**RECORDED DATA**
● ● ● ●
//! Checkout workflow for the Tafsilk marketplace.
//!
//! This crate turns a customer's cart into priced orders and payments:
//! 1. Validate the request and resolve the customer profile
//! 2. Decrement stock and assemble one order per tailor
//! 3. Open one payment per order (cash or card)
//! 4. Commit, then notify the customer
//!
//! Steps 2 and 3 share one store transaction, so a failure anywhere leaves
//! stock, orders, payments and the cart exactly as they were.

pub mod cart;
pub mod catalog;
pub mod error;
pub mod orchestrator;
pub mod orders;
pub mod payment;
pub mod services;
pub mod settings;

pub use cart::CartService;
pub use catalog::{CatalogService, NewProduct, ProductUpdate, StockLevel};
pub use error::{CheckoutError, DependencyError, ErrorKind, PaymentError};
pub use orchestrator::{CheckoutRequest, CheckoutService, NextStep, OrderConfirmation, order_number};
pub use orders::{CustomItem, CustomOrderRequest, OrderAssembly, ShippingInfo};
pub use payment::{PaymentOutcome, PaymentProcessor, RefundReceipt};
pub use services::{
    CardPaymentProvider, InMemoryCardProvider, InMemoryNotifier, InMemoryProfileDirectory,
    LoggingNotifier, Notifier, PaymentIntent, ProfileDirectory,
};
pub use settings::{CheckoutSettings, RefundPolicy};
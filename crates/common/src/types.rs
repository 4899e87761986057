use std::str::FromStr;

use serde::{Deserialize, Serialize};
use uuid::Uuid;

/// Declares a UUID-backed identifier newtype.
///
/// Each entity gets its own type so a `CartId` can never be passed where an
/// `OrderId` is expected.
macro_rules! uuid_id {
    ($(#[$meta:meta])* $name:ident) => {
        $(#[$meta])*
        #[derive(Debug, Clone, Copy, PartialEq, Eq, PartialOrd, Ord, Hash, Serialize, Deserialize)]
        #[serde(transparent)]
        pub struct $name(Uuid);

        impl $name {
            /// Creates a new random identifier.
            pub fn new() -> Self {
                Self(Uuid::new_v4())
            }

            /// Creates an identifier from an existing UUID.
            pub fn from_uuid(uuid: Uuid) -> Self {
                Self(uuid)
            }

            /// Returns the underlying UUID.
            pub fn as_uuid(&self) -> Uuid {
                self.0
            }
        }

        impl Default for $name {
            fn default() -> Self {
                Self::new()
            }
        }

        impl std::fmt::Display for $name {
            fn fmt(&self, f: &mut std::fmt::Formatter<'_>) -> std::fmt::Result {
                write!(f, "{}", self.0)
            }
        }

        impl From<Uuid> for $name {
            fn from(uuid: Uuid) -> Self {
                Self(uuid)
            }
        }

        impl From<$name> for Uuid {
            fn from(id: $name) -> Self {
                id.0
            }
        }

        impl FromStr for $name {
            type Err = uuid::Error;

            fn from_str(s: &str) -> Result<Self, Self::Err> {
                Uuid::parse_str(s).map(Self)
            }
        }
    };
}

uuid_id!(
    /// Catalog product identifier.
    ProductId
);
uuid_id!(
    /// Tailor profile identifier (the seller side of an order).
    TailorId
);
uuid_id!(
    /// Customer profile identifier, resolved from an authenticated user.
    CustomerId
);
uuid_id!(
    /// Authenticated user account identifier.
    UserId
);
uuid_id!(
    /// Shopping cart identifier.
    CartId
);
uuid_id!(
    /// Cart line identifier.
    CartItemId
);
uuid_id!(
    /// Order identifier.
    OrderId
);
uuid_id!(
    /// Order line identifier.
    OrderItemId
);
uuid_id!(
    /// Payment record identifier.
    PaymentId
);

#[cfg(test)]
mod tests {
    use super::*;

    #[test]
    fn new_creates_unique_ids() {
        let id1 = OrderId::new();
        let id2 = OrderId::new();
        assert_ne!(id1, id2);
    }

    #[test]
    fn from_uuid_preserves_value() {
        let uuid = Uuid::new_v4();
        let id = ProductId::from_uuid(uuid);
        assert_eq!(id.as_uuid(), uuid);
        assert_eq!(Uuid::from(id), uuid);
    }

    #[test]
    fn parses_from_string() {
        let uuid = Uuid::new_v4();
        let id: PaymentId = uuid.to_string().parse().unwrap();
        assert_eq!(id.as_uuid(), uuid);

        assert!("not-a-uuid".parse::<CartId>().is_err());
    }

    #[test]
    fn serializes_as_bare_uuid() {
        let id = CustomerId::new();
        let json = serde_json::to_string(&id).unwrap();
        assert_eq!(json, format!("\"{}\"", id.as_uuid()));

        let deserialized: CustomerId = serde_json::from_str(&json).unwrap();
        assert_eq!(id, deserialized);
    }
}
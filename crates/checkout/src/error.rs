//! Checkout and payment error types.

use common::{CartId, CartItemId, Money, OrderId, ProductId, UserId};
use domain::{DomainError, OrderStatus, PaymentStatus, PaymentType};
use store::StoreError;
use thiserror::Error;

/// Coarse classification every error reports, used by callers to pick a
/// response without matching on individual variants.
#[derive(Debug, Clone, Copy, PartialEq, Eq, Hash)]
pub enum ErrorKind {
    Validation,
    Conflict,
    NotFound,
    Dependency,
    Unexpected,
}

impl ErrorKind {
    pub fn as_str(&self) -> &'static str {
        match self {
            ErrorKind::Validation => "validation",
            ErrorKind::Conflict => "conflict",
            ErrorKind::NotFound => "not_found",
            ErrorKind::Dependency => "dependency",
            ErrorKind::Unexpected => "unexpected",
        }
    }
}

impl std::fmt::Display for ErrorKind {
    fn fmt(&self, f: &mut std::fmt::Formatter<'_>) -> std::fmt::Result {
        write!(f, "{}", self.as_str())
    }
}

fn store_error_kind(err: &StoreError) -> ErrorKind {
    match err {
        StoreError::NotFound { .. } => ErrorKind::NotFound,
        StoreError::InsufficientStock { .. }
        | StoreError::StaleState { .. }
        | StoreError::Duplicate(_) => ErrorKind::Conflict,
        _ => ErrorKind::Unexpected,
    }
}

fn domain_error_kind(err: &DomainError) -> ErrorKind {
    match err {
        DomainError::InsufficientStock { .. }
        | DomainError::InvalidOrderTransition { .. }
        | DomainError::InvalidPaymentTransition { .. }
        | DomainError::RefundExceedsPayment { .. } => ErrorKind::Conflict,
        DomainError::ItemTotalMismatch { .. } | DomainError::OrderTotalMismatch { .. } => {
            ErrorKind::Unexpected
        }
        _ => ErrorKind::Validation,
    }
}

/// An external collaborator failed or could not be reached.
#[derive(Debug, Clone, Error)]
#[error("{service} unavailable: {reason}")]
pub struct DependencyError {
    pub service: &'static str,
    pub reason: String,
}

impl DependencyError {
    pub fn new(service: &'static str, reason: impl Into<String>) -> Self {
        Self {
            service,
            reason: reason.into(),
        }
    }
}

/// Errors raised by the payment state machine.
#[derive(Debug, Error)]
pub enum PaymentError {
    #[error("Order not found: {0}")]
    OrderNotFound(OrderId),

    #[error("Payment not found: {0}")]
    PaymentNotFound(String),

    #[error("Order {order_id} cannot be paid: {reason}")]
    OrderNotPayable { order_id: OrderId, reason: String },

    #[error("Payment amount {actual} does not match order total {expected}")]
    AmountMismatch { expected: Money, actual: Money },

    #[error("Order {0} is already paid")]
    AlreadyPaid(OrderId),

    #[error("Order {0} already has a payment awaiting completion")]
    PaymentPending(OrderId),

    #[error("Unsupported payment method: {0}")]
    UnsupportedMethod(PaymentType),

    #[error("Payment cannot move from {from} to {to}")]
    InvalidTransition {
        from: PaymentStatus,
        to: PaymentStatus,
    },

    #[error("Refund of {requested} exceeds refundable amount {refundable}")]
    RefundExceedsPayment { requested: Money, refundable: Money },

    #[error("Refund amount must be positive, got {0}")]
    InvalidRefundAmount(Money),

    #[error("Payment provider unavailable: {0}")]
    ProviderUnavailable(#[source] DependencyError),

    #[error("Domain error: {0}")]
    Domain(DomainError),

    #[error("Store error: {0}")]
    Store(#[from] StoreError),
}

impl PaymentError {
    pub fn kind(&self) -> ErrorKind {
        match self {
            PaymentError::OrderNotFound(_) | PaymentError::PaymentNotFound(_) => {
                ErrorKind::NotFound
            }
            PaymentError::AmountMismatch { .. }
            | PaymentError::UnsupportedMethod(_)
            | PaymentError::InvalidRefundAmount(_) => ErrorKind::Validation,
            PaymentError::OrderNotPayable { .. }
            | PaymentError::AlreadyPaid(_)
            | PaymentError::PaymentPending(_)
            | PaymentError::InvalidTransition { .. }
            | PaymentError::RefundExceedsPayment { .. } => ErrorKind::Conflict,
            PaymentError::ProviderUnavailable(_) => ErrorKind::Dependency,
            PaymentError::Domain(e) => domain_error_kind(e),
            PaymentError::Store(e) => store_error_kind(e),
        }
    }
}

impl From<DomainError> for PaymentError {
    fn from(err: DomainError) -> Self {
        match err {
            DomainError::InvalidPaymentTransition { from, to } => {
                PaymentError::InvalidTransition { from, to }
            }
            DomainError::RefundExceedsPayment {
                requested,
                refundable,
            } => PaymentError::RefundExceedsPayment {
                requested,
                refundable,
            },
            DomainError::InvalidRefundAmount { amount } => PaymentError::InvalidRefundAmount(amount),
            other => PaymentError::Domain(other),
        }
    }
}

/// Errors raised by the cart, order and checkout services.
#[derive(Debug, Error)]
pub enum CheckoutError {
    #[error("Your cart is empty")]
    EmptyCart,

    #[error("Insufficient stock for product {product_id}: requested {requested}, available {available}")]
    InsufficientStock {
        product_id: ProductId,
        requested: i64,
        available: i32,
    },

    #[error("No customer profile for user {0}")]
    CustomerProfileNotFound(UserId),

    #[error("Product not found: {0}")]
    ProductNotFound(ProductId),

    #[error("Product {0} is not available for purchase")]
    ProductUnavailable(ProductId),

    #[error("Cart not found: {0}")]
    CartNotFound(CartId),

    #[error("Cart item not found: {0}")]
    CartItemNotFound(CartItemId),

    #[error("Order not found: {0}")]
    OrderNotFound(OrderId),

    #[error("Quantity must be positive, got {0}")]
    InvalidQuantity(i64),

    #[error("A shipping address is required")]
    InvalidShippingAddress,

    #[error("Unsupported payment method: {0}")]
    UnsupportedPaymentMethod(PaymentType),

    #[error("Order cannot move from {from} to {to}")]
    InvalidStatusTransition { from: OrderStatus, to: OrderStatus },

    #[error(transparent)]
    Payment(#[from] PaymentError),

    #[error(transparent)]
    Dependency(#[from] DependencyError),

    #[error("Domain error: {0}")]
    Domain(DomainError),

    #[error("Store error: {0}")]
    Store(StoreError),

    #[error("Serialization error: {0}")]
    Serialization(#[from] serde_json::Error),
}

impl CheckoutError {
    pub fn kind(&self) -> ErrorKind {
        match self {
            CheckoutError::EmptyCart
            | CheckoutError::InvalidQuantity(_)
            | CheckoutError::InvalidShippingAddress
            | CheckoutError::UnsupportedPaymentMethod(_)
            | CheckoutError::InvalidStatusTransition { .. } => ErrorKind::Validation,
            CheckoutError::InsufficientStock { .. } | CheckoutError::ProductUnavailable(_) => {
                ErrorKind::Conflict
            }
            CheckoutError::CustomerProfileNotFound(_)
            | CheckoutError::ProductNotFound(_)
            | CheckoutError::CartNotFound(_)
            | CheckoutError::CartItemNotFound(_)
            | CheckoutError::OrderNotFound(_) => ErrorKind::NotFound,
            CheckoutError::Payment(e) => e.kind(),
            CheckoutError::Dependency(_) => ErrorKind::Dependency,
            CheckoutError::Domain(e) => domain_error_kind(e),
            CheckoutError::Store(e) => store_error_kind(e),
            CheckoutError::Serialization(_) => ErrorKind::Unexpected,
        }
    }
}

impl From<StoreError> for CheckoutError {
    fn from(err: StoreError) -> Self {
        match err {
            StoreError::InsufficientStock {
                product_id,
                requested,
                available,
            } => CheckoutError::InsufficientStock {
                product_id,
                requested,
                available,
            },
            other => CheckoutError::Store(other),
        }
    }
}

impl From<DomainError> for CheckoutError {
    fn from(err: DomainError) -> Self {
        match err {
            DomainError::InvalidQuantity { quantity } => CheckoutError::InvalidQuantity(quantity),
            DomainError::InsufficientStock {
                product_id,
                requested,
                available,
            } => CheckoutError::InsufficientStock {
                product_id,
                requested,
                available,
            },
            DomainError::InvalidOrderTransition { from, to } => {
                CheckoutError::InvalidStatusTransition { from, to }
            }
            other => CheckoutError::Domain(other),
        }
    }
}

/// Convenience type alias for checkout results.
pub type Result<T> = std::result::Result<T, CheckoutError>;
● ● ● ●
**DIRECTIONS**
Exactly as they appear, copy the lines of the listing above from the first through the one that contains "order per tailor", and nothing more.

**OUTPUT BELOW**
//! Checkout workflow for the Tafsilk marketplace.
//!
//! This crate turns a customer's cart into priced orders and payments:
//! 1. Validate the request and resolve the customer profile
//! 2. Decrement stock and assemble one order per tailor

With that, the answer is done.